Video tracking is an important task in many automated or semi-automated applications, like cinematic post production, surveillance or traffic monitoring. Most established video tracking methods fail or lead to an inaccurate estimate when motion blur occurs in the video, as they assume, that the object appears constantly sharp in the video. We developed a novel motion tracking method with explicit modeling of motion blur, estimating the continuous motion of a rigid 3-D object with known geometry in a monocular video as well as the sharp object texture. Instead of treating motion blur as a potential source of errors, we take advantage of it and consider motion blur as an additional information source, providing information about the motion of the tracked object during the exposure.

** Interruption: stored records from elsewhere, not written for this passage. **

pub mod calibration;
pub mod out;

use std::fmt;
use std::time::{Duration, Instant};

use crate::{
    algorithm::ComplementaryFilter,
    config,
    hal::imu::AccelGyro,
    types::measurement::Tilt,
};

pub use calibration::CalibrationData;
pub use out::AttitudeEstimate;

#[derive(Debug, Clone, PartialEq)]
pub enum SensorFault {
    Bus(String),
    Timeout(Duration),
    NotFinite,
    /// Consecutive saturated readouts
    Saturated(usize),
}

impl fmt::Display for SensorFault {
    fn fmt(&self, f: &mut fmt::Formatter) -> fmt::Result {
        match self {
            Self::Bus(e) => write!(f, "IMU bus error: {}", e),
            Self::Timeout(elapsed) => write!(f, "IMU read took {:?}", elapsed),
            Self::NotFinite => write!(f, "IMU returned non-finite value"),
            Self::Saturated(n) => write!(f, "IMU saturated for {} consecutive samples", n),
        }
    }
}

impl std::error::Error for SensorFault {}

pub type Sensor = Box<dyn AccelGyro + Send>;

/// Sensor fusion unit, turns calibrated readouts into an attitude estimate.
pub struct IMU {
    sensor: Sensor,
    calibration: CalibrationData,
    filter: ComplementaryFilter,
    read_timeout: Duration,
    saturation_limit: usize,
    saturated: usize,
    epoch: Instant,
    last_sample: Option<Instant>,
    last_timestamp: Option<Duration>,
}

impl IMU {
    pub fn new(sensor: Sensor, calibration: CalibrationData, config: &config::IMU) -> Self {
        Self {
            sensor,
            calibration,
            filter: ComplementaryFilter::new(config.filter_alpha),
            read_timeout: config.read_timeout(),
            saturation_limit: config.saturation_limit,
            saturated: 0,
            epoch: Instant::now(),
            last_sample: None,
            last_timestamp: None,
        }
    }

    fn next_timestamp(&mut self, now: Instant) -> Duration {
        let mut timestamp = now.saturating_duration_since(self.epoch);
        if let Some(last) = self.last_timestamp {
            timestamp = timestamp.max(last + Duration::from_micros(1));
        }
        self.last_timestamp = Some(timestamp);
        timestamp
    }

    /// One bus read per call, never retried.
    pub fn sample(&mut self, now: Instant) -> Result<AttitudeEstimate, SensorFault> {
        let started = Instant::now();
        let readout = self.sensor.read()?;
        let elapsed = started.elapsed();
        if elapsed > self.read_timeout {
            return Err(SensorFault::Timeout(elapsed));
        }
        if !readout.is_finite() {
            return Err(SensorFault::NotFinite);
        }
        self.saturated = if readout.saturated { self.saturated + 1 } else { 0 };
        if self.saturated > self.saturation_limit {
            return Err(SensorFault::Saturated(self.saturated));
        }

        let readout = self.calibration.apply(readout);
        let dt = match self.last_sample {
            Some(last) => now.saturating_duration_since(last).as_secs_f32(),
            None => 0.0,
        };
        self.last_sample = Some(now);

        let rates = (readout.gyro.x, readout.gyro.y);
        let tilt = self.filter.filter(Tilt::from(readout.acceleration), rates, dt);
        let timestamp = self.next_timestamp(now);
        Ok(AttitudeEstimate { roll: tilt.roll, pitch: tilt.pitch, yaw_rate: readout.gyro.z, timestamp })
    }
}
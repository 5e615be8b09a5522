use super::{ensure, Error};

#[derive(Copy, Clone, Debug, PartialEq, Serialize, Deserialize)]
#[serde(deny_unknown_fields)]
pub struct PID {
    pub kp: f32,
    pub ki: f32,
    pub kd: f32,
    /// Bound on both the integral term and the total output
    pub limit: f32,
}

impl PID {
    fn validate(&self, axis: &str) -> Result<(), Error> {
        for (name, gain) in [("kp", self.kp), ("ki", self.ki), ("kd", self.kd)] {
            ensure(gain.is_finite() && gain >= 0.0, format!("pids.{}.{} must be >= 0", axis, name))?;
        }
        ensure(self.limit.is_finite() && self.limit > 0.0, format!("pids.{}.limit must be > 0", axis))
    }
}

#[derive(Copy, Clone, Debug, PartialEq, Serialize, Deserialize)]
#[serde(deny_unknown_fields)]
pub struct PIDs {
    pub roll: PID,
    pub pitch: PID,
    pub yaw: PID,
}

impl PIDs {
    pub(super) fn validate(&self) -> Result<(), Error> {
        self.roll.validate("roll")?;
        self.pitch.validate("pitch")?;
        self.yaw.validate("yaw")
    }
}

fn default_max_throttle() -> f32 {
    100.0
}

fn default_max_tilt_angle() -> f32 {
    75.0
}

#[derive(Copy, Clone, Debug, PartialEq, Serialize, Deserialize)]
#[serde(rename_all = "kebab-case", deny_unknown_fields)]
pub struct Envelop {
    /// Degrees
    pub max_roll_angle: f32,
    /// Degrees
    pub max_pitch_angle: f32,
    /// Degrees per second
    pub max_yaw_rate: f32,
    /// Meters, only enforced when an altimeter is attached
    pub max_altitude: f32,
    /// Percent
    pub takeoff_throttle: f32,
    /// Percent
    pub hover_throttle: f32,
    #[serde(default = "default_max_throttle")]
    pub max_throttle: f32,
    /// Attitude beyond this is treated as loss of control
    #[serde(default = "default_max_tilt_angle")]
    pub max_tilt_angle: f32,
}

impl Envelop {
    pub(super) fn validate(&self) -> Result<(), Error> {
        let angles = [
            ("max-roll-angle", self.max_roll_angle),
            ("max-pitch-angle", self.max_pitch_angle),
            ("max-tilt-angle", self.max_tilt_angle),
        ];
        for (name, angle) in angles {
            ensure(angle > 0.0 && angle <= 90.0, format!("envelope.{} must be in (0, 90]", name))?;
        }
        ensure(self.max_yaw_rate > 0.0, "envelope.max-yaw-rate must be > 0")?;
        ensure(self.max_altitude > 0.0, "envelope.max-altitude must be > 0")?;
        let throttles = [
            ("takeoff-throttle", self.takeoff_throttle),
            ("hover-throttle", self.hover_throttle),
            ("max-throttle", self.max_throttle),
        ];
        for (name, throttle) in throttles {
            ensure((0.0..=100.0).contains(&throttle), format!("envelope.{} must be in [0, 100]", name))?;
        }
        ensure(
            self.takeoff_throttle <= self.max_throttle,
            "envelope.takeoff-throttle exceeds max-throttle",
        )?;
        ensure(
            self.max_tilt_angle >= self.max_roll_angle.max(self.max_pitch_angle),
            "envelope.max-tilt-angle must not be below the commanded angle limits",
        )
    }
}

The figure above shows the structure of our developed method. It starts with an initial rough estimation that can be guided by a user, if the frames are extremely blurred and other methods fail. Using the initial motion estimate, the objects sharp texture is estimated. The texture that is estimated at this step usually lacks of high frequency details and has several artifacts - both caused by the inaccurate motion estimate - but is still suitable for our approach. In the next step, we create a synthetic video based on the estimated motion and texture taking the motion during the frame into account. Finally, the motion is estimated by reducing the difference between the synthetic frames and the captured ones. Using the improved motion estimate, the texture is estimated again and this texture is used to refine the motion estimate again. These steps are repeated until the estimation converges, which took only one to two iterations in our experiments.

We designed our algorithm to be capable to run in parallel on the GPU using the common rendering pipeline and considering each frame individually to handle long videos as well. Our texture estimation method is based on a numerical solver for huge sparse systems of equations and thus even 4k videos can be processed in a reasonable time without expensive hardware.

We tested our approach on synthetic and real videos. A special setup was designed for quantitative evaluation of our method on real videos. This setup captures stereo videos with a different exposure time for each camera and thus captures the same dynamic scene sharp and blurred at the same time. We used the sharp images to obtain a ground truth motion. Using our approach, we significantly improved the accuracy of the estimated motion compared to motion tracking methods that does not consider motion blur. The videos that were captured with the described setup are available here.

Publication

C. Seibold, A. Hilsmann, P. Eisert
Model-based motion blur estimation for the improvement of motion tracking, Computer Vision and Image Understanding, vol 160, pp 45-56, July 2017, ISSN 1077-3142.